Look for the string "html" in the listing below, then copy every line that has it.
Start of Data listing
//! Shared test utilities for the unit test suites.
//!
//! # Usage
//!
//! ```rust
//! use crate::test_helpers::*;
//!
//! let tmp = setup_site();
//! let ctx = test_context(tmp.path());
//! write_file(&ctx.pages_dir.join("news.md"), "Title: News\n\nHello");
//! set_mtime(&ctx.pages_dir.join("news.md"), 1_000);
//! ```

use std::fs;
use std::path::Path;
use std::sync::mpsc::Receiver;
use std::time::{Duration, SystemTime, UNIX_EPOCH};
use tempfile::TempDir;

use crate::config::{Context, SiteConfig};
use crate::output::BuildEvent;

/// Minimal page template: title and body.
pub const PAGE_TEMPLATE: &str =
    "<html><head><title>{{ title }}</title></head><body>{{ body|safe }}</body></html>";

// =========================================================================
// Files
// =========================================================================

/// Write `contents` to `path`, creating parent directories.
pub fn write_file(path: &Path, contents: impl AsRef<[u8]>) {
    if let Some(parent) = path.parent() {
        fs::create_dir_all(parent).unwrap();
    }
    fs::write(path, contents).unwrap();
}

/// Set the modification time of `path` to `secs` after the epoch.
pub fn set_mtime(path: &Path, secs: u64) {
    let file = fs::File::options().write(true).open(path).unwrap();
    file.set_modified(UNIX_EPOCH + Duration::from_secs(secs))
        .unwrap();
}

pub fn mtime(path: &Path) -> SystemTime {
    fs::metadata(path).unwrap().modified().unwrap()
}

// =========================================================================
// Sites
// =========================================================================

/// Stock-config [`Context`] for a site rooted at `root`. Creates the pages
/// and templates directories when missing.
pub fn test_context(root: &Path) -> Context {
    fs::create_dir_all(root.join("pages")).unwrap();
    fs::create_dir_all(root.join("templates")).unwrap();
    Context::resolve(root, &SiteConfig::default()).unwrap()
}

/// A small site in a temp directory:
///
/// ```text
/// pages/index.md
/// pages/blog/post.md
/// templates/page.html
/// static/css/site.css
/// ```
///
/// Every source gets an old mtime so freshly written outputs are newer.
pub fn setup_site() -> TempDir {
    let tmp = TempDir::new().unwrap();
    let root = tmp.path();
    let files = [
        ("pages/index.md", "Title: Home\n\n# Welcome\n\nHello."),
        ("pages/blog/post.md", "Title: Post\n\nSee [home](:index.html)."),
        ("templates/page.html", PAGE_TEMPLATE),
        ("static/css/site.css", "body { margin: 0 }"),
    ];
    for (path, contents) in files {
        write_file(&root.join(path), contents);
        set_mtime(&root.join(path), 1_000);
    }
    tmp
}

/// Everything sent so far.
pub fn drain_events(rx: &Receiver<BuildEvent>) -> Vec<BuildEvent> {
    rx.try_iter().collect()
}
End of Data listing
Exercise solution:
    "<html><head><title>{{ title }}</title></head><body>{{ body|safe }}</body></html>";
/// templates/page.html
        ("pages/blog/post.md", "Title: Post\n\nSee [home](:index.html)."),
        ("templates/page.html", PAGE_TEMPLATE),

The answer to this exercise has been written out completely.